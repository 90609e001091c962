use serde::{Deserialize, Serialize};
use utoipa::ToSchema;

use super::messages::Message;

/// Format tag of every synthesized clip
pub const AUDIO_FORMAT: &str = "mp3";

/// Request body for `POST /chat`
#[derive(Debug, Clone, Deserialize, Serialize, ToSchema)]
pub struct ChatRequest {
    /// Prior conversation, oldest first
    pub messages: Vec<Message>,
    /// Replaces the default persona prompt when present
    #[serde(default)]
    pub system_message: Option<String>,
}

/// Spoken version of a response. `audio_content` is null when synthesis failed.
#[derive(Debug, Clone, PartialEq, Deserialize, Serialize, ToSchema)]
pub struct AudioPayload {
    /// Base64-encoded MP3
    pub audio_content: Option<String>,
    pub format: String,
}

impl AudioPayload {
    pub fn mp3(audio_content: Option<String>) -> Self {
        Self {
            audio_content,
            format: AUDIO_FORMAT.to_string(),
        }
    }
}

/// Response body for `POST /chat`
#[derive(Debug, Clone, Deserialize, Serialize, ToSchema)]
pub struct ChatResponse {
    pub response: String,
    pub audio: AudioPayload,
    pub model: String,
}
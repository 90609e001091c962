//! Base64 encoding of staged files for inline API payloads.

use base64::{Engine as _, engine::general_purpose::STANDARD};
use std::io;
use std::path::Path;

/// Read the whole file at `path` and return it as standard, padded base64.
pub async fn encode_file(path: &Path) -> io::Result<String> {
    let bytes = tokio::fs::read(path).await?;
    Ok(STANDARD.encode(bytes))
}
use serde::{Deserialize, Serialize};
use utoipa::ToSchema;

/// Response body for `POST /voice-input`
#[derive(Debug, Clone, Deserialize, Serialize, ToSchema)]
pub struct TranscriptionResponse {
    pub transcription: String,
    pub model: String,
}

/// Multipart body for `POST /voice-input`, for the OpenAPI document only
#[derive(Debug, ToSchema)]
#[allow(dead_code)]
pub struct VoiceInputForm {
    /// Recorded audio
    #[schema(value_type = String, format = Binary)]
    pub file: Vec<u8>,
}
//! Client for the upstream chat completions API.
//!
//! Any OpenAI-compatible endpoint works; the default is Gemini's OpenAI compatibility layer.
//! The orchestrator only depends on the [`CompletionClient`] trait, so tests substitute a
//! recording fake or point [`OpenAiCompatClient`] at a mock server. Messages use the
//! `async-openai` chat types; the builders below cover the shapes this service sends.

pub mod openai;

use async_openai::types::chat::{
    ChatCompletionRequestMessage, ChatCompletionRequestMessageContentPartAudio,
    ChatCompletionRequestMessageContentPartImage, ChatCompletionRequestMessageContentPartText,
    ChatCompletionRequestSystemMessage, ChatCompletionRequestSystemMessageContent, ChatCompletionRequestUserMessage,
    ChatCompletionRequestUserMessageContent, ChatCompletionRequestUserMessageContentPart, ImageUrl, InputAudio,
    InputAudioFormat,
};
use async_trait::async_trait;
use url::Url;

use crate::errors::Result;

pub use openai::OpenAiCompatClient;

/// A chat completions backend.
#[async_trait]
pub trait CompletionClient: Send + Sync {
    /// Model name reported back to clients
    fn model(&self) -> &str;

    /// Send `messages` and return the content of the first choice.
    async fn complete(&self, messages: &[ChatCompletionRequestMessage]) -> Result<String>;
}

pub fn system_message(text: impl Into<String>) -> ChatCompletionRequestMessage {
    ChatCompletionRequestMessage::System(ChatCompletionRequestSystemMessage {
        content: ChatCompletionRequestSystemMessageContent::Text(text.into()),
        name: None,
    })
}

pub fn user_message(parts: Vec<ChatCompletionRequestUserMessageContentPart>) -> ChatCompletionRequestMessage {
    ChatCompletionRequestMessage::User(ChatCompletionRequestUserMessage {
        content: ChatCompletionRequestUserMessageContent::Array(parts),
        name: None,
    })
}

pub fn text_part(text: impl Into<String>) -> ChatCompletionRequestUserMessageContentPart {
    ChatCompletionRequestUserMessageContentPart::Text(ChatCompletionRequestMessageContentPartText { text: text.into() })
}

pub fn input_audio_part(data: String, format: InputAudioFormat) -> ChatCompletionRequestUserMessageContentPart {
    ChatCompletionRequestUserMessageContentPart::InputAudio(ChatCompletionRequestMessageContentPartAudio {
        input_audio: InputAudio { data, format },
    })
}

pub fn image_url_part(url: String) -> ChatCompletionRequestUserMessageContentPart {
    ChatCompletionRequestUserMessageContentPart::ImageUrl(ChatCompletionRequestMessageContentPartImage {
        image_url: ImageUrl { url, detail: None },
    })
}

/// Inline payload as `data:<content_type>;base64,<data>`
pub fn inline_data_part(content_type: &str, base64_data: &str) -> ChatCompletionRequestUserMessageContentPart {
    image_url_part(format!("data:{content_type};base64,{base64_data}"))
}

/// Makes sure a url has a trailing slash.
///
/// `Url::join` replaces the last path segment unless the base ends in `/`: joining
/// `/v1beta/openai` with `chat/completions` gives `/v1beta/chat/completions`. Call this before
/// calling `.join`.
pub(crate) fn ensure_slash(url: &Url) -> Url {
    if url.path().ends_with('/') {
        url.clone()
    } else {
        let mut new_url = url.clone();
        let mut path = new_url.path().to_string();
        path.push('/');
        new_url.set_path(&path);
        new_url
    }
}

------------------------------

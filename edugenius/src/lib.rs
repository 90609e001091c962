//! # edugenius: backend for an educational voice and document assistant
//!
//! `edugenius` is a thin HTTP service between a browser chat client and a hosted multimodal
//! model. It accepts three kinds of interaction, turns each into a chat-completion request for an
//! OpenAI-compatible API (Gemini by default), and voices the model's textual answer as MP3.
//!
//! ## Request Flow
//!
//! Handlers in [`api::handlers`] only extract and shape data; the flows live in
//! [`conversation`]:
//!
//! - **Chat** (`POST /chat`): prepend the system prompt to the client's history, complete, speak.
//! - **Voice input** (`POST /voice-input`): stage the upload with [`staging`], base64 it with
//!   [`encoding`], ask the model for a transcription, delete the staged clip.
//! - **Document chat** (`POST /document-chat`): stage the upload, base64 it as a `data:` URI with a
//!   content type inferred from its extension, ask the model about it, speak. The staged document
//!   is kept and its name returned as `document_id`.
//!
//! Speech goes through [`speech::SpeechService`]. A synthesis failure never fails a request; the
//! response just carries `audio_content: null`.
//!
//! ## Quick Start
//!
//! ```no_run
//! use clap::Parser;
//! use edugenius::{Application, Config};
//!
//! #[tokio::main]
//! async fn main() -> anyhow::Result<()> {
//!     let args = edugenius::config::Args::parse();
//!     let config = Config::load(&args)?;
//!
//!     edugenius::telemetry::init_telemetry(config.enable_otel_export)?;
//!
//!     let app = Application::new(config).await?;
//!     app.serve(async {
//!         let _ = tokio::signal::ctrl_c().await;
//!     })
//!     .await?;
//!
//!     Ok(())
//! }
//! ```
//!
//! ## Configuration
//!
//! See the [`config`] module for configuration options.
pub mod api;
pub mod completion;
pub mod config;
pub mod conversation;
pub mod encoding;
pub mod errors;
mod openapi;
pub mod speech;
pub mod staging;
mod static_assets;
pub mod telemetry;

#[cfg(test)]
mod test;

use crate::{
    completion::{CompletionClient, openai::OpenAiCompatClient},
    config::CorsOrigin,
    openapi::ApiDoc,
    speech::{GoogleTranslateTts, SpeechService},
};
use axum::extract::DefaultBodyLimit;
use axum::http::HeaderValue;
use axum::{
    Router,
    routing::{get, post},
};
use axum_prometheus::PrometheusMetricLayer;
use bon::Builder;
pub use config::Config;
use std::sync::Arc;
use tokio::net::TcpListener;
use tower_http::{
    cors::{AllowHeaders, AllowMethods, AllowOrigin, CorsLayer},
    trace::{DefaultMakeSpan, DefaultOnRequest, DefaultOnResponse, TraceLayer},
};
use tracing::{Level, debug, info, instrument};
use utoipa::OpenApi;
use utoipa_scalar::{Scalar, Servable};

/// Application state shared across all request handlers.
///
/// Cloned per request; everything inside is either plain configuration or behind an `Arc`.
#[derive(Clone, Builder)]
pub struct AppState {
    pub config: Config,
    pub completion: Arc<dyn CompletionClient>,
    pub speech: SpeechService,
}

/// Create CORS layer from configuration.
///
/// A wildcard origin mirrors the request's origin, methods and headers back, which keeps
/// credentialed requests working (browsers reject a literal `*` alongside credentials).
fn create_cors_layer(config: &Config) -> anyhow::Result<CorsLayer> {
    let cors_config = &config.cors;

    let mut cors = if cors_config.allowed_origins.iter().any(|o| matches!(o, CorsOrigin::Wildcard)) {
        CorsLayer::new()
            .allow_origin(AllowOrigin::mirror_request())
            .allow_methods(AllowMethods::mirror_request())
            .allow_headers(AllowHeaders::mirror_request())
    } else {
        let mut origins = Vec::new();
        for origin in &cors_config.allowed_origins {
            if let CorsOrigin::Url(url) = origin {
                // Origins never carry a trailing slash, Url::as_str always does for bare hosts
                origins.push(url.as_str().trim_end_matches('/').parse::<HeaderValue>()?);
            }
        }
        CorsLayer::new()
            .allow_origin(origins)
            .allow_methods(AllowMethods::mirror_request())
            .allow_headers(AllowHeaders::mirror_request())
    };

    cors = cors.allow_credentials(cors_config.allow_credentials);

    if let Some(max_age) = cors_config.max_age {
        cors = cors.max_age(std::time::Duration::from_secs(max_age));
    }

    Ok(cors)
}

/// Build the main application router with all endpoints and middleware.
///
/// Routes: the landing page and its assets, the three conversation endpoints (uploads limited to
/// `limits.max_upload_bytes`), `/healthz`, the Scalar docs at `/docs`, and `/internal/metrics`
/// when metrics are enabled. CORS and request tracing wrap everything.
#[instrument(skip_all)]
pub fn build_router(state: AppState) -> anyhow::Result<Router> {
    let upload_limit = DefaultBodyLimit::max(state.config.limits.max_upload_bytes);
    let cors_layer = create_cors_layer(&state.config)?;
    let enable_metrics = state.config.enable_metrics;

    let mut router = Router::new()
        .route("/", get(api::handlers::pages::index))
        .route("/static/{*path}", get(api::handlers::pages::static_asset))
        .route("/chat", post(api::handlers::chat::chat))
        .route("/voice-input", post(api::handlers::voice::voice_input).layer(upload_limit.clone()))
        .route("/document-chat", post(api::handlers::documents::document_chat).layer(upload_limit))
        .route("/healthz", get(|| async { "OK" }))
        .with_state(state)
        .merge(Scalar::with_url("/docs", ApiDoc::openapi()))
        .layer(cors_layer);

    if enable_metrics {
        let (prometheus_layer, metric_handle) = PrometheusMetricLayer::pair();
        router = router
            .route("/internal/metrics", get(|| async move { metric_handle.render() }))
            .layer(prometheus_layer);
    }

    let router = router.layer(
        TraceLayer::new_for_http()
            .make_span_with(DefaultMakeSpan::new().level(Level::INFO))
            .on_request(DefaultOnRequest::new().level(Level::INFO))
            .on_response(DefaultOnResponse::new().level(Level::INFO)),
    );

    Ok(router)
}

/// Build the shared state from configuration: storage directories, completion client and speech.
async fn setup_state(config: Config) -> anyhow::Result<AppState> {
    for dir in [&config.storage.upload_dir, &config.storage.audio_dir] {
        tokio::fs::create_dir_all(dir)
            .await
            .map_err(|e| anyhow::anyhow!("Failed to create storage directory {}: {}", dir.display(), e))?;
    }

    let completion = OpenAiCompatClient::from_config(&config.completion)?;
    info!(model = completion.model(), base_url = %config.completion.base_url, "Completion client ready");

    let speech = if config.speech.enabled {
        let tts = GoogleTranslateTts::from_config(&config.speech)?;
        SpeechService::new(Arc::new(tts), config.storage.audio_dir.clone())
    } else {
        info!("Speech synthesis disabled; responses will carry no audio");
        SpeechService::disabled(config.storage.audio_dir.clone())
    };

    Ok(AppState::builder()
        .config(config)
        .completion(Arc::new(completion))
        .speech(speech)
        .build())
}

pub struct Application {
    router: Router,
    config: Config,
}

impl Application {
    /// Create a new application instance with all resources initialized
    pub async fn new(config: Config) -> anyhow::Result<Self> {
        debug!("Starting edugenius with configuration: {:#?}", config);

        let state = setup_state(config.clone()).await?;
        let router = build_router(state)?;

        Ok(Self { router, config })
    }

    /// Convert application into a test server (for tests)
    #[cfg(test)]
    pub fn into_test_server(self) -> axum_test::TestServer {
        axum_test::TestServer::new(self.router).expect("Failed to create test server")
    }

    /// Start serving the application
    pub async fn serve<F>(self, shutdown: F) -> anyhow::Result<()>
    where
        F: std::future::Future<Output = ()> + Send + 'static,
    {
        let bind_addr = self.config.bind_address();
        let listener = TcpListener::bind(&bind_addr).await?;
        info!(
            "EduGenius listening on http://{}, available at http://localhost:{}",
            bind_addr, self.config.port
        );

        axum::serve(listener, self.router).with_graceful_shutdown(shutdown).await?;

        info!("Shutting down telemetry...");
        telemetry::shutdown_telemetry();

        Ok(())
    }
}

------------------------------

* **TASK BRIEF**
Look through the entries above for the word "tracing". Copy every line where it shows up.

* **TASK RESPONSE**
use tracing::{Level, debug, info, instrument};
/// when metrics are enabled. CORS and request tracing wrap everything.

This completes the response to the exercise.